**Extracted material:**
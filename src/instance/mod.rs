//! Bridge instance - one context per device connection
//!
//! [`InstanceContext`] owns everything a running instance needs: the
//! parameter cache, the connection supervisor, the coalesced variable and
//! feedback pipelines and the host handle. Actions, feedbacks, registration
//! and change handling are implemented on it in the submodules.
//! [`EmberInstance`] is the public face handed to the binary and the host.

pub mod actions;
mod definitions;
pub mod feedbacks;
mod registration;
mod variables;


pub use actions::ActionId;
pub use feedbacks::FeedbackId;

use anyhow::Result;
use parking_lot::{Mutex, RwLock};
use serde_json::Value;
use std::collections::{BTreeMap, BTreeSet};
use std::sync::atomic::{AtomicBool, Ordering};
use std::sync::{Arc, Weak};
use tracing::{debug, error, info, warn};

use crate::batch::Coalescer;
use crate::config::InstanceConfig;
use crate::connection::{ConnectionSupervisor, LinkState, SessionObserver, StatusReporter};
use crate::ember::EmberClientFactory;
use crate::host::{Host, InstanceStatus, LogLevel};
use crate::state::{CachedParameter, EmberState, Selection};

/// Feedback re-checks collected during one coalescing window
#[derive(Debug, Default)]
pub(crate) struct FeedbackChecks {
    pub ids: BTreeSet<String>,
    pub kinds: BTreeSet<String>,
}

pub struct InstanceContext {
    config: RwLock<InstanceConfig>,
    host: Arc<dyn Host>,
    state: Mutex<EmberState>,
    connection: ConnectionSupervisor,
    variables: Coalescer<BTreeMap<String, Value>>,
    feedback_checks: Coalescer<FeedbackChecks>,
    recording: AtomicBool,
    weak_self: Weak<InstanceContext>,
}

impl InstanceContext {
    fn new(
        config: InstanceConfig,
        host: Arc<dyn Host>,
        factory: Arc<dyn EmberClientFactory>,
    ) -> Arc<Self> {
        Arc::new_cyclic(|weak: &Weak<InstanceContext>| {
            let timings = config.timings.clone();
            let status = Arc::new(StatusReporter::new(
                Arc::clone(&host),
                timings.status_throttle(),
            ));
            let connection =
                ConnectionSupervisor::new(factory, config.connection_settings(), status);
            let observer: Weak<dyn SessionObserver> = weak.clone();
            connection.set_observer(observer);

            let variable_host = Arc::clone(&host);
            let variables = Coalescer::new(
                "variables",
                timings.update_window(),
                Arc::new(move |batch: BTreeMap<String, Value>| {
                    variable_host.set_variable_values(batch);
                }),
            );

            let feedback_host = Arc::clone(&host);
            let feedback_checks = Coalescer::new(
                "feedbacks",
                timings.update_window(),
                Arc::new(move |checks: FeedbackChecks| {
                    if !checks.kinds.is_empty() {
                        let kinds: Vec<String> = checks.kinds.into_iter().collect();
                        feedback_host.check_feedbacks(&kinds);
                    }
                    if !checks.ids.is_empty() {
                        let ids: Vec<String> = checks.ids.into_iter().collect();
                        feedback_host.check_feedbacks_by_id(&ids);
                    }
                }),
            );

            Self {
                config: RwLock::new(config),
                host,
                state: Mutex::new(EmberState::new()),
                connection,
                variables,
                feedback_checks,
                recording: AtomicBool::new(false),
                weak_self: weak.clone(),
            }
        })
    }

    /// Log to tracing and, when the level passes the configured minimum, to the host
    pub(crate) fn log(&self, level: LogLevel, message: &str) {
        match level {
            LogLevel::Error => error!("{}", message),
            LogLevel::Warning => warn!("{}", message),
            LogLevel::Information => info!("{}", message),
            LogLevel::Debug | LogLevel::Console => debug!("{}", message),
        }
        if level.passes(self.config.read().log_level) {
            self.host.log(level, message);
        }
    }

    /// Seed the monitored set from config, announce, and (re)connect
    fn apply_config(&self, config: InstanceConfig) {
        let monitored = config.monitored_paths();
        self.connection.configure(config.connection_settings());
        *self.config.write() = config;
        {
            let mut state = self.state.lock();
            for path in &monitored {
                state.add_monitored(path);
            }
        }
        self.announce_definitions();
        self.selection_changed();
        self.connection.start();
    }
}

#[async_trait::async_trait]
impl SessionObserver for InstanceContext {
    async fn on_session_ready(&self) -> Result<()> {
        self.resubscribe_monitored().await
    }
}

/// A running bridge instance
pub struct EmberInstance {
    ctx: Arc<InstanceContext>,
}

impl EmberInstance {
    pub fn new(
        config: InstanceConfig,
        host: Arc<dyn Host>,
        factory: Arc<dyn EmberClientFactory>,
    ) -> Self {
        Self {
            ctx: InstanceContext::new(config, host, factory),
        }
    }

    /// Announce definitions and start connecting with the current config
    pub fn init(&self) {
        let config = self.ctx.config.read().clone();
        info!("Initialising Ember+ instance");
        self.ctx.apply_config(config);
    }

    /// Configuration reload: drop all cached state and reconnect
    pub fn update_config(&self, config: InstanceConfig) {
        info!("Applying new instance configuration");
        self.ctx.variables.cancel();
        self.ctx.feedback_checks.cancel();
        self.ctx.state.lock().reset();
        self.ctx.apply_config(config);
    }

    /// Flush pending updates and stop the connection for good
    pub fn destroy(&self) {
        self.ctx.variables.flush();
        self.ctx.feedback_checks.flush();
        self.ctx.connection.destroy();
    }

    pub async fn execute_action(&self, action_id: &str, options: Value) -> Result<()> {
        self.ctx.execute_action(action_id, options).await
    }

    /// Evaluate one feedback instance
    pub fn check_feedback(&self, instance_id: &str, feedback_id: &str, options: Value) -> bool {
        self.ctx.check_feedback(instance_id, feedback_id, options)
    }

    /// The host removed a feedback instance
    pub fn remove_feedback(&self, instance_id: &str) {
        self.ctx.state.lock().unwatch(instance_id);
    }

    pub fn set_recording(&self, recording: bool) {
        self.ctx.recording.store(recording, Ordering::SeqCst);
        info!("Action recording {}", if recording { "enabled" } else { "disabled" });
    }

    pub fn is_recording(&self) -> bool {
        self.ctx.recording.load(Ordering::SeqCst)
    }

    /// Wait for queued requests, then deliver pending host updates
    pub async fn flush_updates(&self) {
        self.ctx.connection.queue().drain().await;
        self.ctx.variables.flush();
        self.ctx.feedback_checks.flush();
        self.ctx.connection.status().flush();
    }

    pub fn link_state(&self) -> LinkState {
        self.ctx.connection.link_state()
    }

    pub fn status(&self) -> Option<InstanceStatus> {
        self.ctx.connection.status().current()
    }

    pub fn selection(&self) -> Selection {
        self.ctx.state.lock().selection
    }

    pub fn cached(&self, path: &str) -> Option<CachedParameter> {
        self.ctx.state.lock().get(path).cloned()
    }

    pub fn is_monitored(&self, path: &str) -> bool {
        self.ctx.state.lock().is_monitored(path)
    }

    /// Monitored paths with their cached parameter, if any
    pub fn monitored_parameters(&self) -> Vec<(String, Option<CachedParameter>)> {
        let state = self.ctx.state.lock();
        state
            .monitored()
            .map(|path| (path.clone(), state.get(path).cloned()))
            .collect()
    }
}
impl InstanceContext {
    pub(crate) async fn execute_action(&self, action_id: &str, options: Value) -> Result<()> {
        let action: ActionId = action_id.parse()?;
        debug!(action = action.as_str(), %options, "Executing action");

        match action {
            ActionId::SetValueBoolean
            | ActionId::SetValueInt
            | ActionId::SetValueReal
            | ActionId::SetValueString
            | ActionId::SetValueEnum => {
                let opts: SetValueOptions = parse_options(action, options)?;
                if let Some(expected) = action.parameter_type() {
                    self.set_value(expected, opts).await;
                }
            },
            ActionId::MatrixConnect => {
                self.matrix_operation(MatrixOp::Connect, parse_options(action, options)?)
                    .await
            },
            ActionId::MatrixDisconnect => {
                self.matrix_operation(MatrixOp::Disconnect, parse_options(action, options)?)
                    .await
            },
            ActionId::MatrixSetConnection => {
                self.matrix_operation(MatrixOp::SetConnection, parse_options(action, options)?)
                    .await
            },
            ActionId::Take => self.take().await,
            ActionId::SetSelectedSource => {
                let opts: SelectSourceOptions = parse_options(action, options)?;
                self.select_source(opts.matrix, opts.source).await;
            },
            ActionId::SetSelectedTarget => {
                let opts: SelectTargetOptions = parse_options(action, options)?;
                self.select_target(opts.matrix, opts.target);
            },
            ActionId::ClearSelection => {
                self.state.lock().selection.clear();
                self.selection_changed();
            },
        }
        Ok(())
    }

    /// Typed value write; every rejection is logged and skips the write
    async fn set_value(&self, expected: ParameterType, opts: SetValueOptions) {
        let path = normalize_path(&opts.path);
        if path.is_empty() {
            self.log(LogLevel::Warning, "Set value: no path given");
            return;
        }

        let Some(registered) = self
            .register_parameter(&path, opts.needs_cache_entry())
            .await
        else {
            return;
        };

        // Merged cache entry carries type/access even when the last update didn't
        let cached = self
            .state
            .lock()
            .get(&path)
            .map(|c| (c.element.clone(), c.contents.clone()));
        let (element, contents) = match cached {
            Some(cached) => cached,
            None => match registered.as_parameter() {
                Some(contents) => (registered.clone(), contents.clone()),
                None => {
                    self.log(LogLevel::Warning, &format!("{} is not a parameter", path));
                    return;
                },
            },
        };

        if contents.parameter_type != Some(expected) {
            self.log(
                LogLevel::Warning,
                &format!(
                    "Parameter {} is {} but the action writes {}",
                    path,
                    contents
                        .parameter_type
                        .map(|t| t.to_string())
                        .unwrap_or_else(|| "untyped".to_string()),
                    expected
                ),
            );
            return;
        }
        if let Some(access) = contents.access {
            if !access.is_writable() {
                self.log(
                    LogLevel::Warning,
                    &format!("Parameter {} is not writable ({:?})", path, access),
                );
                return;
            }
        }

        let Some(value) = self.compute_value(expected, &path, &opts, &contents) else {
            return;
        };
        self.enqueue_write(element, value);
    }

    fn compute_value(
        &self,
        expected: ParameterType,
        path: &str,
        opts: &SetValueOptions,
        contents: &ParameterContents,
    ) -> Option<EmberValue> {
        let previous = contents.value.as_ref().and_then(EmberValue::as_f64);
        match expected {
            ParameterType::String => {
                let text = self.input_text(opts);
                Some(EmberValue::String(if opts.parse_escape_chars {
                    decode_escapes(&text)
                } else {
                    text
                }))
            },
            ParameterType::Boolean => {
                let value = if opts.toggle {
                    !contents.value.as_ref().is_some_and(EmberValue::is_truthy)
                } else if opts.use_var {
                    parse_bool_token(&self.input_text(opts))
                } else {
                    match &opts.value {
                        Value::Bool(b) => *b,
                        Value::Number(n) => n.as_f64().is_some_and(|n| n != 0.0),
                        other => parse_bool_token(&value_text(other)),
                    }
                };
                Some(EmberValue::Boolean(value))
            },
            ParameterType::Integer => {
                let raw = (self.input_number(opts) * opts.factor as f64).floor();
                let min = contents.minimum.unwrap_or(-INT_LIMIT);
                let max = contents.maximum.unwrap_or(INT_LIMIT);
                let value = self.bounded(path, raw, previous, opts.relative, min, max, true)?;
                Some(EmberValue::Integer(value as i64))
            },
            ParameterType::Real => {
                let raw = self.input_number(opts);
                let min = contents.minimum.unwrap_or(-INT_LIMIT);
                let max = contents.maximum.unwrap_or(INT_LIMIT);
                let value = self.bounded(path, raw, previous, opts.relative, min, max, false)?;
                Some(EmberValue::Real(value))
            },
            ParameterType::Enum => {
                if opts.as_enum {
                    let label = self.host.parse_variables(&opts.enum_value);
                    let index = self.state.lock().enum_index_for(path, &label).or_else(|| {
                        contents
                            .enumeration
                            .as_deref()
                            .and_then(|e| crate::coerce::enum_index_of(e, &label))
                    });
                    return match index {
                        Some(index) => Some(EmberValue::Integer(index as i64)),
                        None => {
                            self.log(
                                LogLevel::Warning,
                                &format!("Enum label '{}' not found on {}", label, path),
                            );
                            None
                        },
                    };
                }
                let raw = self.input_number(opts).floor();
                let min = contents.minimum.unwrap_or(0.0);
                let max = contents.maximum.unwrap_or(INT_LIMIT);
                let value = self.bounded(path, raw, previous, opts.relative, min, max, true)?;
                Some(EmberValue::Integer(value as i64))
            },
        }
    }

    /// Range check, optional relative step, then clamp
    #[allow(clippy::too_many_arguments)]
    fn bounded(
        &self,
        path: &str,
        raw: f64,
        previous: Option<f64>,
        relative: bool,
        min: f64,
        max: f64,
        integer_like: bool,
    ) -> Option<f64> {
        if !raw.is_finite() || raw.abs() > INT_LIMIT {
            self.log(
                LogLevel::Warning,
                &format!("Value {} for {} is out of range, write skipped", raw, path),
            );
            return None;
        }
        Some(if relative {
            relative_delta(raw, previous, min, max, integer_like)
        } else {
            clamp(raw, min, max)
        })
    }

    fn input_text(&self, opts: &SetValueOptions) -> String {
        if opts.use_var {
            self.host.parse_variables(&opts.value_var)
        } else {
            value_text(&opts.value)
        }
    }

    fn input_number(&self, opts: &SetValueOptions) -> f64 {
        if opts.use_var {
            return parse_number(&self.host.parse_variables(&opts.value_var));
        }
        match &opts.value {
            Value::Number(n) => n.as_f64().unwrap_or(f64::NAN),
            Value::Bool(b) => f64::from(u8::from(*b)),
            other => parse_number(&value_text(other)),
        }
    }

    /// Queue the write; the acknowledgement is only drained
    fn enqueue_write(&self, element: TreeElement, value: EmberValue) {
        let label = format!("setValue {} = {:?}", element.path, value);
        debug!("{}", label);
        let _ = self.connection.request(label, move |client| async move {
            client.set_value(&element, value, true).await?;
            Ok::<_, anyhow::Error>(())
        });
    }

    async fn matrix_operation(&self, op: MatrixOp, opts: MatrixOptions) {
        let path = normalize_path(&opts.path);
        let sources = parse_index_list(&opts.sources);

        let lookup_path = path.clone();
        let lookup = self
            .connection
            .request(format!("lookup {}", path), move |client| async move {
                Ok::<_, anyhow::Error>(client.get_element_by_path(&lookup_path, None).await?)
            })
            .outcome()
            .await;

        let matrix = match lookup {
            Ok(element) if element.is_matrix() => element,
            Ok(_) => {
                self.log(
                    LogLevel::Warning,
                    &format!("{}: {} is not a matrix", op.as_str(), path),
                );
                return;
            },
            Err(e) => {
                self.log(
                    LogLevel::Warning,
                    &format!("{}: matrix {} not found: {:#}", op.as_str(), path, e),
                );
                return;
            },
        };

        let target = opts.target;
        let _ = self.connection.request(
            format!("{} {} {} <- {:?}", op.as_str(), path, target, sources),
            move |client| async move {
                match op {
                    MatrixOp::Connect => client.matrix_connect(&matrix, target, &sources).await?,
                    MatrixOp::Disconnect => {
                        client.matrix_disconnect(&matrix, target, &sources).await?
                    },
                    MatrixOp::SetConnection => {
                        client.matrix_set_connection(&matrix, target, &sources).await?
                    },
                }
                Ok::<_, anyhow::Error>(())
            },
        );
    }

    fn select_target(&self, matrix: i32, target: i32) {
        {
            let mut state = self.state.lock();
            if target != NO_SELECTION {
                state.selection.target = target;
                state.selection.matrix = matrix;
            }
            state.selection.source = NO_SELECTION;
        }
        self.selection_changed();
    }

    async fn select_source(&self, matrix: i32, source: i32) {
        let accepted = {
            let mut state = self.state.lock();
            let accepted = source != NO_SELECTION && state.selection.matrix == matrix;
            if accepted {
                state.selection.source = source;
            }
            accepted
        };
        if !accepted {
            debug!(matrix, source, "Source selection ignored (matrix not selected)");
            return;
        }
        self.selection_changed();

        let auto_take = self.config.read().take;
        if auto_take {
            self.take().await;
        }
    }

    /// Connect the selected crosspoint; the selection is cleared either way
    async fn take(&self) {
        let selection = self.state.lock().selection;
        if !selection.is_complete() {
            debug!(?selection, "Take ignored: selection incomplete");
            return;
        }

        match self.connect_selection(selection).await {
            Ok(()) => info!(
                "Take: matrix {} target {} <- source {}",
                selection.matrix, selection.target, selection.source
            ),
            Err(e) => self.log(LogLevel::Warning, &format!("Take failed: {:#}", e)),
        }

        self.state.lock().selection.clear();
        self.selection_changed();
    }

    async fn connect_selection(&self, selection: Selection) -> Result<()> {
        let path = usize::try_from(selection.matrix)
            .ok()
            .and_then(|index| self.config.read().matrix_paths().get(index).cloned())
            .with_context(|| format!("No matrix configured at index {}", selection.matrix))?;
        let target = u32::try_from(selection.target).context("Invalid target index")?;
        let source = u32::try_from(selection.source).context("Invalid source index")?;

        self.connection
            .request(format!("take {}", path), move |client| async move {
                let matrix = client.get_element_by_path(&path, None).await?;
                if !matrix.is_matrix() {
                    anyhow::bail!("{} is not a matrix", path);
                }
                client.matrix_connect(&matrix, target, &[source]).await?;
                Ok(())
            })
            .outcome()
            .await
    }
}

**Your task:** Only the lines from the top of the data through the line that contains "use crate::ember::EmberClientFactory;" should be quoted, exactly as they stand.

**Answer box:**
filename src/instance/mod.rs
//! Bridge instance - one context per device connection
//!
//! [`InstanceContext`] owns everything a running instance needs: the
//! parameter cache, the connection supervisor, the coalesced variable and
//! feedback pipelines and the host handle. Actions, feedbacks, registration
//! and change handling are implemented on it in the submodules.
//! [`EmberInstance`] is the public face handed to the binary and the host.

pub mod actions;
mod definitions;
pub mod feedbacks;
mod registration;
mod variables;


pub use actions::ActionId;
pub use feedbacks::FeedbackId;

use anyhow::Result;
use parking_lot::{Mutex, RwLock};
use serde_json::Value;
use std::collections::{BTreeMap, BTreeSet};
use std::sync::atomic::{AtomicBool, Ordering};
use std::sync::{Arc, Weak};
use tracing::{debug, error, info, warn};

use crate::batch::Coalescer;
use crate::config::InstanceConfig;
use crate::connection::{ConnectionSupervisor, LinkState, SessionObserver, StatusReporter};
use crate::ember::EmberClientFactory;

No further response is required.